| Baby giraffe |


It may not have had quite the same global media impact as the news in 1978  of the birth of the world’s first “test tube baby”, but the announcement yesterday by CAZA member African Lion Safari of Canada’s first giraffe born by artificial insemination is more evidence of the important, and often groundbreaking, conservation work done in Canada’s accredited zoos and aquariums.

The healthy female Rothschild calf, weighing 60kg and 175cm tall, was born to father “Jimmy” and mother “Calgary” on December 31, 2013. Named “Safari” in honour of African Lion Safari’s 45th anniversary, she has since been introduced to the herd.

This is the first time a giraffe has been born by means of artificial insemination in Canada and only the second time ever in the world.
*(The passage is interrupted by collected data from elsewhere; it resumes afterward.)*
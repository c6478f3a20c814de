use std::collections::HashMap;
use std::sync::Arc;
use std::time::Duration;

use async_trait::async_trait;
use futures_util::StreamExt;
use reqwest::{Client, Method};

use crate::error::TornadoError;

use super::{
    DynHttpTransport, HttpBodyStream, HttpMethod, HttpRequest, HttpResponse, HttpStreamResponse,
    HttpTransport,
};

/// Default [`HttpTransport`] backed by `reqwest` with rustls.
pub struct ReqwestTransport {
    client: Client,
}

impl ReqwestTransport {
    /// Wraps a preconfigured `reqwest::Client`.
    pub fn new(client: Client) -> Self {
        Self { client }
    }

    pub fn default_client() -> Result<Self, TornadoError> {
        Self::build(Client::builder())
    }

    /// Client with an overall request timeout. Individual requests may still
    /// override it through [`HttpRequest::timeout`].
    pub fn with_timeout(timeout: Duration) -> Result<Self, TornadoError> {
        Self::build(Client::builder().timeout(timeout))
    }

    fn build(builder: reqwest::ClientBuilder) -> Result<Self, TornadoError> {
        builder
            .user_agent(concat!("tornado-llm/", env!("CARGO_PKG_VERSION")))
            .build()
            .map(Self::new)
            .map_err(|err| TornadoError::transport(format!("failed to create reqwest client: {err}")))
    }

    fn method(method: HttpMethod) -> Method {
        match method {
            HttpMethod::Get => Method::GET,
            HttpMethod::Post => Method::POST,
            HttpMethod::Put => Method::PUT,
            HttpMethod::Patch => Method::PATCH,
            HttpMethod::Delete => Method::DELETE,
        }
    }

    fn build_request(&self, request: HttpRequest) -> Result<reqwest::RequestBuilder, TornadoError> {
        let HttpRequest {
            method,
            url,
            headers,
            body,
            timeout,
        } = request;
        let mut builder = self.client.request(Self::method(method), &url);

        if let Some(timeout) = timeout {
            builder = builder.timeout(timeout);
        }

        for (name, value) in headers {
            let header_name = reqwest::header::HeaderName::from_bytes(name.as_bytes())
                .map_err(|err| TornadoError::transport(format!("invalid header name: {err}")))?;
            let header_value = reqwest::header::HeaderValue::from_str(&value).map_err(|err| {
                TornadoError::transport(format!("invalid header value for {header_name}: {err}"))
            })?;
            builder = builder.header(header_name, header_value);
        }

        if let Some(body) = body {
            builder = builder.body(body);
        }

        Ok(builder)
    }

    fn headers_to_map(headers: &reqwest::header::HeaderMap) -> HashMap<String, String> {
        headers
            .iter()
            .filter_map(|(name, value)| {
                value
                    .to_str()
                    .ok()
                    .map(|value| (name.as_str().to_string(), value.to_string()))
            })
            .collect()
    }

    async fn dispatch(&self, request: HttpRequest) -> Result<reqwest::Response, TornadoError> {
        let response = self
            .build_request(request)?
            .send()
            .await
            .map_err(|err| TornadoError::transport(err.to_string()))?;
        tracing::debug!(status = response.status().as_u16(), url = %response.url(), "http response");
        Ok(response)
    }
}

#[async_trait]
impl HttpTransport for ReqwestTransport {
    async fn send(&self, request: HttpRequest) -> Result<HttpResponse, TornadoError> {
        let response = self.dispatch(request).await?;
        let status = response.status().as_u16();
        let headers = Self::headers_to_map(response.headers());
        let body = response
            .bytes()
            .await
            .map_err(|err| TornadoError::transport(err.to_string()))?
            .to_vec();

        Ok(HttpResponse {
            status,
            headers,
            body,
        })
    }

    async fn send_stream(&self, request: HttpRequest) -> Result<HttpStreamResponse, TornadoError> {
        let response = self.dispatch(request).await?;
        let status = response.status().as_u16();
        let headers = Self::headers_to_map(response.headers());
        let stream = response.bytes_stream().map(|chunk| {
            chunk
                .map(|bytes| bytes.to_vec())
                .map_err(|err| TornadoError::transport(err.to_string()))
        });
        let body: HttpBodyStream = Box::pin(stream);

        Ok(HttpStreamResponse {
            status,
            headers,
            body,
        })
    }
}

/// Shared reqwest transport with default settings.
pub fn default_dyn_transport() -> Result<DynHttpTransport, TornadoError> {
    Ok(Arc::new(ReqwestTransport::default_client()?))
}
African Lion Safari partnered with the University of Guelph and  German company Geolife over nine years of research into reproductive technology, which led to Safari’s birth.

Breeding programmes such that of African Lion Safari are of critical importance in maintaining genetic diversity.  While giraffe populations are relative stable, a number of subspecies struggle. That is the case of the Rothschild giraffe, which with fewer than 1100 in the wild has been classified as endangered by the International Union for Conservation of Nature (IUCN).

African Lion Safari now hopes to share genetic material as well as its reproductive methodology with international conservation organizations to help breed Rothschild’s giraffes in the wild.